I really just need to find someone to help me understand my dry dosing. And honestly need to do some more research. Stuff has just been busy lately. Then the tank would probably look A LOT better.

My new HC is looking great. Some of the original growth is a little less that healthy looking. And my dwarf sword is kinda dying. I don't know whats all wrong. I just need to buckle down and figure it out. My low tech reef is looking pretty amazing though :thumbsup:


----------



## DanCottle (Apr 12, 2011)

Its lookin good. Im using the same single led setup on my 18cube that is in the mail.

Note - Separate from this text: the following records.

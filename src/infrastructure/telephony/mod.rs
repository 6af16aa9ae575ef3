//! Telephony provider adapters

pub mod twilio;

pub use twilio::{TwilioCallProvider, TwilioConfig};
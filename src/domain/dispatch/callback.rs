//! Callback URLs handed to the provider for each call

use crate::domain::shared::error::{DomainError, Result};
use url::Url;

/// Builds the URLs the provider fetches call instructions from.
///
/// The invitation context travels in the query string, so every call of one
/// batch carries the same URL.
#[derive(Debug, Clone)]
pub struct CallbackUrls {
    base: Url,
}

impl CallbackUrls {
    pub fn new(base_url: &str) -> Result<Self> {
        let base = Url::parse(base_url).map_err(|e| {
            DomainError::InvalidConfiguration(format!("invalid callback base url {:?}: {}", base_url, e))
        })?;

        if base.cannot_be_a_base() {
            return Err(DomainError::InvalidConfiguration(format!(
                "callback base url {:?} cannot be a base",
                base_url
            )));
        }

        Ok(Self { base })
    }

    /// URL for the invitation script: `{base}/twiml/come-bontho?name=..&place=..`
    pub fn invitation(&self, inviter: &str, place: &str) -> String {
        self.endpoint(&["twiml", "come-bontho"], &[("name", inviter), ("place", place)])
    }

    /// URL that reads `text` out to the recipient: `{base}/twiml/say?text=..`
    pub fn announcement(&self, text: &str) -> String {
        self.endpoint(&["twiml", "say"], &[("text", text)])
    }

    fn endpoint(&self, path: &[&str], params: &[(&str, &str)]) -> String {
        let mut url = self.base.clone();
        if let Ok(mut segments) = url.path_segments_mut() {
            segments.pop_if_empty().extend(path);
        }
        url.query_pairs_mut().extend_pairs(params);
        url.into()
    }
}
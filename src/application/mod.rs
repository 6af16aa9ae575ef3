//! Application layer - Use cases and application services
//!
//! This layer orchestrates domain objects to fulfill use cases.
//! It's responsible for:
//! - Validating a whole batch before any side effect
//! - Running dispatches concurrently and joining their outcomes
//! - Best-effort bookkeeping of what was sent

pub mod demo_call;
pub mod invite;
pub mod response;

pub use demo_call::DemoCallService;
pub use invite::{BatchInviteWorkflow, InviteOutcome};
pub use response::{ResponseHandler, ResponseOutcome};
//! Configuration management
//!
//! Sources, later ones overriding earlier ones:
//! 1. built-in defaults
//! 2. `config/default.toml` and `config/local.toml` (both optional)
//! 3. environment variables prefixed `BONTHO__`, e.g.
//!    `BONTHO__TELEPHONY__AUTH_TOKEN` or `BONTHO__SERVER__PORT`

use ::config::{ConfigError, Environment, File};
use serde::{Deserialize, Serialize};
use std::fmt;

/// Twilio REST API root
pub const DEFAULT_TWILIO_API_BASE_URL: &str = "https://api.twilio.com";

/// bcrypt cost for stored phone hashes
pub const DEFAULT_PHONE_HASH_COST: u32 = 10;

#[derive(Debug, Clone, Default, Serialize, Deserialize)]
pub struct Config {
    pub server: ServerConfig,
    pub auth: AuthConfig,
    pub numbering: NumberingConfig,
    pub telephony: TelephonyConfig,
    pub callbacks: CallbackConfig,
    pub content: ContentConfig,
    pub database: DatabaseConfig,
    pub invitations: InvitationConfig,
}

#[derive(Debug, Clone, Serialize, Deserialize)]
pub struct ServerConfig {
    pub host: String,
    pub port: u16,
}

#[derive(Clone, Serialize, Deserialize)]
pub struct AuthConfig {
    /// Static key expected in the `api_key` query parameter
    pub api_key: String,
}

#[derive(Debug, Clone, Serialize, Deserialize)]
pub struct NumberingConfig {
    /// Region local-format numbers are interpreted in
    pub region: String,
}

#[derive(Clone, Serialize, Deserialize)]
pub struct TelephonyConfig {
    pub account_sid: String,
    pub auth_token: String,
    /// Caller number shown to recipients
    pub from_number: String,
    pub api_base_url: String,
    pub request_timeout_secs: u64,
}

#[derive(Debug, Clone, Serialize, Deserialize)]
pub struct CallbackConfig {
    /// Base URL of the service serving call instructions
    pub base_url: String,
}

#[derive(Debug, Clone, Serialize, Deserialize)]
pub struct ContentConfig {
    pub content_url: String,
    pub neural_net_url: String,
    pub request_timeout_secs: u64,
}

#[derive(Clone, Serialize, Deserialize)]
pub struct DatabaseConfig {
    pub url: String,
    pub max_connections: u32,
    pub min_connections: u32,
}

#[derive(Debug, Clone, Serialize, Deserialize)]
pub struct InvitationConfig {
    /// bcrypt cost for stored phone hashes
    pub phone_hash_cost: u32,
}

impl Config {
    /// Load configuration from files and environment
    pub fn load() -> Result<Self, ConfigError> {
        Self::load_with_env(Environment::with_prefix("BONTHO"))
    }

    fn load_with_env(environment: Environment) -> Result<Self, ConfigError> {
        ::config::Config::builder()
            .add_source(::config::Config::try_from(&Config::default())?)
            .add_source(File::with_name("config/default").required(false))
            .add_source(File::with_name("config/local").required(false))
            .add_source(environment.prefix_separator("__").separator("__"))
            .build()?
            .try_deserialize()
    }
}

impl Default for ServerConfig {
    fn default() -> Self {
        Self {
            host: "0.0.0.0".to_string(),
            port: 8080,
        }
    }
}

impl Default for AuthConfig {
    fn default() -> Self {
        Self {
            api_key: "BONTHO".to_string(),
        }
    }
}

impl Default for NumberingConfig {
    fn default() -> Self {
        Self {
            region: "FI".to_string(),
        }
    }
}

impl Default for TelephonyConfig {
    fn default() -> Self {
        Self {
            account_sid: String::new(),
            auth_token: String::new(),
            from_number: String::new(),
            api_base_url: DEFAULT_TWILIO_API_BASE_URL.to_string(),
            request_timeout_secs: 15,
        }
    }
}

impl Default for CallbackConfig {
    fn default() -> Self {
        Self {
            base_url: "http://localhost:3000".to_string(),
        }
    }
}

impl Default for ContentConfig {
    fn default() -> Self {
        Self {
            content_url: "http://localhost:4000/content".to_string(),
            neural_net_url: "http://localhost:5000/generate".to_string(),
            request_timeout_secs: 30,
        }
    }
}

impl Default for DatabaseConfig {
    fn default() -> Self {
        Self {
            url: "postgres://localhost/bontho".to_string(),
            max_connections: 10,
            min_connections: 1,
        }
    }
}

impl Default for InvitationConfig {
    fn default() -> Self {
        Self {
            phone_hash_cost: DEFAULT_PHONE_HASH_COST,
        }
    }
}

impl fmt::Debug for AuthConfig {
    fn fmt(&self, f: &mut fmt::Formatter<'_>) -> fmt::Result {
        f.debug_struct("AuthConfig")
            .field("api_key", &"***REDACTED***")
            .finish()
    }
}

impl fmt::Debug for TelephonyConfig {
    fn fmt(&self, f: &mut fmt::Formatter<'_>) -> fmt::Result {
        f.debug_struct("TelephonyConfig")
            .field("account_sid", &self.account_sid)
            .field("auth_token", &"***REDACTED***")
            .field("from_number", &self.from_number)
            .field("api_base_url", &self.api_base_url)
            .field("request_timeout_secs", &self.request_timeout_secs)
            .finish()
    }
}

impl fmt::Debug for DatabaseConfig {
    fn fmt(&self, f: &mut fmt::Formatter<'_>) -> fmt::Result {
        f.debug_struct("DatabaseConfig")
            .field("url", &mask_password(&self.url))
            .field("max_connections", &self.max_connections)
            .field("min_connections", &self.min_connections)
            .finish()
    }
}

/// Mask password in database URL for logging
pub fn mask_password(url: &str) -> String {
    let Some(at_pos) = url.find('@') else {
        return url.to_string();
    };
    let credentials_start = url.find("://").map(|pos| pos + 3).unwrap_or(0);
    if credentials_start > at_pos {
        return url.to_string();
    }

    match url[credentials_start..at_pos].find(':') {
        Some(colon) => {
            let mut masked = url.to_string();
            masked.replace_range(credentials_start + colon + 1..at_pos, "****");
            masked
        }
        None => url.to_string(),
    }
}
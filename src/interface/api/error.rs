//! API error mapping

use crate::domain::shared::error::DomainError;
use axum::{
    http::StatusCode,
    response::{IntoResponse, Response},
    Json,
};
use serde::Serialize;
use thiserror::Error;
use tracing::error;

#[derive(Error, Debug)]
pub enum ApiError {
    #[error("{0}")]
    BadRequest(String),

    #[error("{0}")]
    Unauthorized(String),

    /// Details are logged, never sent to the client
    #[error("internal server error")]
    Internal(String),
}

#[derive(Debug, Serialize)]
struct ErrorBody {
    error: String,
}

impl ApiError {
    pub fn status(&self) -> StatusCode {
        match self {
            ApiError::BadRequest(_) => StatusCode::BAD_REQUEST,
            ApiError::Unauthorized(_) => StatusCode::UNAUTHORIZED,
            ApiError::Internal(_) => StatusCode::INTERNAL_SERVER_ERROR,
        }
    }
}

impl From<DomainError> for ApiError {
    fn from(e: DomainError) -> Self {
        match e {
            DomainError::InvalidNumber { raw } => ApiError::BadRequest(format!("invalid number: {}", raw)),
            other => ApiError::Internal(other.to_string()),
        }
    }
}

impl IntoResponse for ApiError {
    fn into_response(self) -> Response {
        if let ApiError::Internal(detail) = &self {
            error!("API: Internal error: {}", detail);
        }

        let status = self.status();
        (status, Json(ErrorBody { error: self.to_string() })).into_response()
    }
}
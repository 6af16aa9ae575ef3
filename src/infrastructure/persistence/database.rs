//! Postgres pool and migrations

use crate::config::{mask_password, DatabaseConfig};
use sqlx::postgres::{PgPool, PgPoolOptions};
use std::time::Duration;
use tracing::{info, warn};

/// Pool sizing and timeouts
#[derive(Debug, Clone)]
pub struct PoolConfig {
    pub url: String,
    pub max_connections: u32,
    pub min_connections: u32,
    pub acquire_timeout: Duration,
    pub idle_timeout: Duration,
    pub max_lifetime: Duration,
}

impl From<&DatabaseConfig> for PoolConfig {
    fn from(config: &DatabaseConfig) -> Self {
        Self {
            url: config.url.clone(),
            max_connections: config.max_connections,
            min_connections: config.min_connections,
            acquire_timeout: Duration::from_secs(5),
            idle_timeout: Duration::from_secs(10 * 60),
            max_lifetime: Duration::from_secs(30 * 60),
        }
    }
}

impl PoolConfig {
    /// `min_connections` capped at `max_connections`
    fn effective_min_connections(&self) -> u32 {
        self.min_connections.min(self.max_connections)
    }
}

/// Connect a pool for the invitations database
pub async fn create_pool(config: &PoolConfig) -> Result<PgPool, sqlx::Error> {
    let min_connections = config.effective_min_connections();
    if min_connections != config.min_connections {
        warn!(
            "database.min_connections ({}) exceeds max_connections, using {}",
            config.min_connections, min_connections
        );
    }

    info!(
        url = %mask_password(&config.url),
        max_connections = config.max_connections,
        "Connecting to database"
    );

    PgPoolOptions::new()
        .max_connections(config.max_connections)
        .min_connections(min_connections)
        .acquire_timeout(config.acquire_timeout)
        .idle_timeout(Some(config.idle_timeout))
        .max_lifetime(Some(config.max_lifetime))
        .connect(&config.url)
        .await
}

/// Apply pending migrations from `migrations/`
pub async fn run_migrations(pool: &PgPool) -> Result<(), sqlx::migrate::MigrateError> {
    sqlx::migrate!("./migrations").run(pool).await
}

Is that plain black sand ?


----------



## Adkins.its (Oct 15, 2007)

DanCottle said:


> Its lookin good. Im using the same single led setup on my 18cube that is in the mail. Is that plain black sand ?


Awesome! It is black diamond blasting grit. $7.99/50lbs bag at TSC.


----------



## MichaelMcG (Mar 16, 2012)

Adkins.its said:


> I really just need to find someone to help me understand my dry dosing. And honestly need to do some more research.


this is a pretty good thread at another forum if you are interested in ei.. 

http://www.barrreport.com/showthread.php/2819-EI-light-for-those-less-techy-folks 

just make sure you do those 50% weekly water changes


----------



## Adkins.its (Oct 15, 2007)

MichaelMcG said:


> this is a pretty good thread at another forum if you are interested in ei..
> 
> http://www.barrreport.com/showthread.php/2819-EI-light-for-those-less-techy-folks
> 
> just make sure you do those 50% weekly water changes


Awesome! I'll give it a read!


----------